The mechanisms underlying stem cell acquisition of a cardiac phenotype are unresolved. We studied early events during the acquisition of a cardiac phenotype by a cloned adult liver stem cell line (WB F344) in a cardiac microenvironment. WB F344 cells express a priori the transcription factors GATA4 and SRF, connexin 43 in the cell membrane, and myoinositol 1,4,5-triphosphate receptor in the perinuclear region. Functional cell-cell communication developed between WB F344 cells and adjacent cocultured cardiomyocytes in 24 h. De novo cytoplasmic [Ca(2+)](c) and nuclear [Ca(2+)](nu) oscillations appeared in WB F344 cells, synchronous with [Ca(2+)](i) transients in adjacent cardiomyocytes. The [Ca(2+)] oscillations in the WB F344 cells, but not those in the cardiomyocytes, were eliminated by a gap junction uncoupler and reappeared with its removal. By 24 h, WB F344 cells began expressing the cardiac transcription factors Nkx2.5, Tbx5, and cofactor myocardin; cardiac proteins 24 h later; and a sarcomeric pattern 4-6 days later.
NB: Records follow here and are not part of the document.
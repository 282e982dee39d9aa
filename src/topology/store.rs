//! Arena-backed topology store.
//!
//! [`MeshGraph`] owns one dense `Vec` per entity kind. A record's position in
//! its arena is its identity; cross references are typed handles, so the
//! inherently cyclic graph needs no `Rc`/`Arc`. Deleted records stay in place
//! as tombstones, and live counts are tracked separately from arena lengths.

use super::handle::{EdgeId, ElementKind, FaceId, Handle, LoopId, VertexId};
use super::records::{Edge, Face, Loop, Point3, Vertex};
use crate::debug_invariants::DebugInvariants;
use crate::mesh_error::{EulerOp, MeshError, PreconditionViolation};
use crate::topology::validation::{ValidationOptions, validate_graph};

/// Number of live records per entity kind.
#[derive(Copy, Clone, Debug, Default, PartialEq, Eq, Hash)]
pub struct LiveCounts {
    pub vertices: usize,
    pub edges: usize,
    pub loops: usize,
    pub faces: usize,
}

/// Editable polygon-surface topology.
#[derive(Clone, Debug, Default)]
pub struct MeshGraph {
    vertices: Vec<Vertex>,
    edges: Vec<Edge>,
    loops: Vec<Loop>,
    faces: Vec<Face>,
    live: LiveCounts,
}

impl MeshGraph {
    pub fn new() -> Self {
        Self::default()
    }

    /// Empty graph with room for the given number of records per kind.
    pub fn with_capacity(vertices: usize, edges: usize, loops: usize, faces: usize) -> Self {
        MeshGraph {
            vertices: Vec::with_capacity(vertices),
            edges: Vec::with_capacity(edges),
            loops: Vec::with_capacity(loops),
            faces: Vec::with_capacity(faces),
            live: LiveCounts::default(),
        }
    }

    // --- Counts ---

    #[inline]
    pub fn vertex_count(&self) -> usize {
        self.live.vertices
    }

    #[inline]
    pub fn edge_count(&self) -> usize {
        self.live.edges
    }

    #[inline]
    pub fn loop_count(&self) -> usize {
        self.live.loops
    }

    #[inline]
    pub fn face_count(&self) -> usize {
        self.live.faces
    }

    #[inline]
    pub fn counts(&self) -> LiveCounts {
        self.live
    }

    /// `true` when the graph holds no live record of any kind.
    pub fn is_empty(&self) -> bool {
        self.live == LiveCounts::default()
    }

    /// Arena length (live and tombstoned slots) for `kind`.
    pub fn slots(&self, kind: ElementKind) -> usize {
        match kind {
            ElementKind::Vertex => self.vertices.len(),
            ElementKind::Edge => self.edges.len(),
            ElementKind::Loop => self.loops.len(),
            ElementKind::Face => self.faces.len(),
        }
    }

    /// `V - E + F` over live records.
    pub fn euler_characteristic(&self) -> i64 {
        self.live.vertices as i64 - self.live.edges as i64 + self.live.faces as i64
    }

    // --- Get ---
    //
    // Out-of-range handles are a caller bug and panic, like slice indexing.
    // Tombstoned records are still readable.

    #[inline]
    pub fn get_vertex(&self, id: VertexId) -> &Vertex {
        &self.vertices[id.index()]
    }

    #[inline]
    pub fn get_edge(&self, id: EdgeId) -> &Edge {
        &self.edges[id.index()]
    }

    #[inline]
    pub fn get_loop(&self, id: LoopId) -> &Loop {
        &self.loops[id.index()]
    }

    #[inline]
    pub fn get_face(&self, id: FaceId) -> &Face {
        &self.faces[id.index()]
    }

    #[inline]
    pub fn position(&self, id: VertexId) -> Point3 {
        self.get_vertex(id).position
    }

    // --- Set ---

    /// Overwrite the record at `id`.
    ///
    /// # Panics
    ///
    /// Panics if `id` is out of range or `record.id` is not `Some(id)`.
    pub fn set_vertex(&mut self, id: VertexId, record: Vertex) {
        assert_eq!(record.id, Some(id), "vertex record must carry its own id");
        self.vertices[id.index()] = record;
    }

    /// Overwrite the record at `id`.
    ///
    /// # Panics
    ///
    /// Panics if `id` is out of range or `record.id` is not `Some(id)`.
    pub fn set_edge(&mut self, id: EdgeId, record: Edge) {
        assert_eq!(record.id, Some(id), "edge record must carry its own id");
        self.edges[id.index()] = record;
    }

    /// Overwrite the record at `id`.
    ///
    /// # Panics
    ///
    /// Panics if `id` is out of range or `record.id` is not `Some(id)`.
    pub fn set_loop(&mut self, id: LoopId, record: Loop) {
        assert_eq!(record.id, Some(id), "loop record must carry its own id");
        self.loops[id.index()] = record;
    }

    /// Overwrite the record at `id`.
    ///
    /// # Panics
    ///
    /// Panics if `id` is out of range or `record.id` is not `Some(id)`.
    pub fn set_face(&mut self, id: FaceId, record: Face) {
        assert_eq!(record.id, Some(id), "face record must carry its own id");
        self.faces[id.index()] = record;
    }

    // --- Add ---

    /// Handle the next [`add_vertex`](Self::add_vertex) will return.
    #[inline]
    pub fn next_vertex_id(&self) -> VertexId {
        VertexId::new(self.vertices.len())
    }

    #[inline]
    pub fn next_edge_id(&self) -> EdgeId {
        EdgeId::new(self.edges.len())
    }

    #[inline]
    pub fn next_loop_id(&self) -> LoopId {
        LoopId::new(self.loops.len())
    }

    #[inline]
    pub fn next_face_id(&self) -> FaceId {
        FaceId::new(self.faces.len())
    }

    /// Append `record` in the next slot, stamping it with its new id.
    pub fn add_vertex(&mut self, mut record: Vertex) -> VertexId {
        let id = self.next_vertex_id();
        record.id = Some(id);
        self.vertices.push(record);
        self.live.vertices += 1;
        id
    }

    pub fn add_edge(&mut self, mut record: Edge) -> EdgeId {
        let id = self.next_edge_id();
        record.id = Some(id);
        self.edges.push(record);
        self.live.edges += 1;
        id
    }

    pub fn add_loop(&mut self, mut record: Loop) -> LoopId {
        let id = self.next_loop_id();
        record.id = Some(id);
        self.loops.push(record);
        self.live.loops += 1;
        id
    }

    pub fn add_face(&mut self, mut record: Face) -> FaceId {
        let id = self.next_face_id();
        record.id = Some(id);
        self.faces.push(record);
        self.live.faces += 1;
        id
    }

    // --- Liveness ---

    #[inline]
    pub fn is_live_vertex(&self, id: VertexId) -> bool {
        self.vertices.get(id.index()).is_some_and(|v| v.id == Some(id))
    }

    #[inline]
    pub fn is_live_edge(&self, id: EdgeId) -> bool {
        self.edges.get(id.index()).is_some_and(|e| e.id == Some(id))
    }

    #[inline]
    pub fn is_live_loop(&self, id: LoopId) -> bool {
        self.loops.get(id.index()).is_some_and(|l| l.id == Some(id))
    }

    #[inline]
    pub fn is_live_face(&self, id: FaceId) -> bool {
        self.faces.get(id.index()).is_some_and(|f| f.id == Some(id))
    }

    pub fn live_vertices(&self) -> impl Iterator<Item = VertexId> + '_ {
        live_ids(&self.vertices, |v| v.id)
    }

    pub fn live_edges(&self) -> impl Iterator<Item = EdgeId> + '_ {
        live_ids(&self.edges, |e| e.id)
    }

    pub fn live_loops(&self) -> impl Iterator<Item = LoopId> + '_ {
        live_ids(&self.loops, |l| l.id)
    }

    pub fn live_faces(&self) -> impl Iterator<Item = FaceId> + '_ {
        live_ids(&self.faces, |f| f.id)
    }

    // --- Precondition checks ---

    pub(crate) fn require_vertex(&self, op: EulerOp, id: VertexId) -> Result<&Vertex, MeshError> {
        require(op, id, &self.vertices, |v| v.id)
    }

    pub(crate) fn require_edge(&self, op: EulerOp, id: EdgeId) -> Result<&Edge, MeshError> {
        require(op, id, &self.edges, |e| e.id)
    }

    pub(crate) fn require_face(&self, op: EulerOp, id: FaceId) -> Result<&Face, MeshError> {
        require(op, id, &self.faces, |f| f.id)
    }

    // --- In-place mutation (crate internal) ---

    #[inline]
    pub(crate) fn vertex_mut(&mut self, id: VertexId) -> &mut Vertex {
        &mut self.vertices[id.index()]
    }

    #[inline]
    pub(crate) fn edge_mut(&mut self, id: EdgeId) -> &mut Edge {
        &mut self.edges[id.index()]
    }

    #[inline]
    pub(crate) fn loop_mut(&mut self, id: LoopId) -> &mut Loop {
        &mut self.loops[id.index()]
    }

    #[inline]
    pub(crate) fn face_mut(&mut self, id: FaceId) -> &mut Face {
        &mut self.faces[id.index()]
    }

    // --- Invalidation (crate internal) ---

    pub(crate) fn invalidate_vertex(&mut self, id: VertexId) {
        let v = self.vertex_mut(id);
        if v.id.take().is_some() {
            v.base_edge = None;
            self.live.vertices -= 1;
        }
    }

    pub(crate) fn invalidate_edge(&mut self, id: EdgeId) {
        let e = self.edge_mut(id);
        if e.id.take().is_some() {
            e.base_loop = None;
            self.live.edges -= 1;
        }
    }

    pub(crate) fn invalidate_loop(&mut self, id: LoopId) {
        let l = self.loop_mut(id);
        if l.id.take().is_some() {
            l.face = None;
            self.live.loops -= 1;
        }
    }

    pub(crate) fn invalidate_face(&mut self, id: FaceId) {
        let f = self.face_mut(id);
        if f.id.take().is_some() {
            f.first_loop = None;
            f.element_count = 0;
            self.live.faces -= 1;
        }
    }
}

fn live_ids<'a, R, H: Handle + 'a>(
    arena: &'a [R],
    id_of: impl Fn(&R) -> Option<H> + 'a,
) -> impl Iterator<Item = H> + 'a {
    arena
        .iter()
        .enumerate()
        .filter_map(move |(slot, r)| id_of(r).filter(|id| id.index() == slot))
}

fn require<'a, R, H: Handle>(
    op: EulerOp,
    id: H,
    arena: &'a [R],
    id_of: impl Fn(&R) -> Option<H>,
) -> Result<&'a R, MeshError> {
    let record = arena.get(id.index()).ok_or_else(|| {
        MeshError::precondition(
            op,
            PreconditionViolation::OutOfRange {
                kind: H::KIND,
                index: id.index(),
                len: arena.len(),
            },
        )
    })?;
    if id_of(record) != Some(id) {
        return Err(MeshError::precondition(
            op,
            PreconditionViolation::Deleted {
                kind: H::KIND,
                index: id.index(),
            },
        ));
    }
    Ok(record)
}

impl DebugInvariants for MeshGraph {
    fn debug_assert_invariants(&self) {
        crate::debug_invariants!(self.validate_invariants(), "MeshGraph");
    }

    fn validate_invariants(&self) -> Result<(), MeshError> {
        validate_graph(self, &ValidationOptions::default()).map_err(MeshError::from)
    }
}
Myoinositol 1,4,5-triphosphate receptor inhibition suppressed WB F344 cell [Ca(2+)](nu) oscillations but not [Ca(2+)](c) oscillations, and L-type calcium channel inhibition eliminated [Ca(2+)] oscillations in cardiomyocytes and WB F344 cells. The use of these inhibitors was associated with a decrease in Nkx2.5, Tbx5, and myocardin expression in the WB F344 cells. Our findings suggest that signals from cardiomyocytes diffuse through shared channels, inducing [Ca(2+)] oscillations in the WB F344 cells. We hypothesize that the WB F344 cell [Ca(2+)](nu) oscillations activate the expression of a cardiac specifying gene program, ushering in a cardiac phenotype.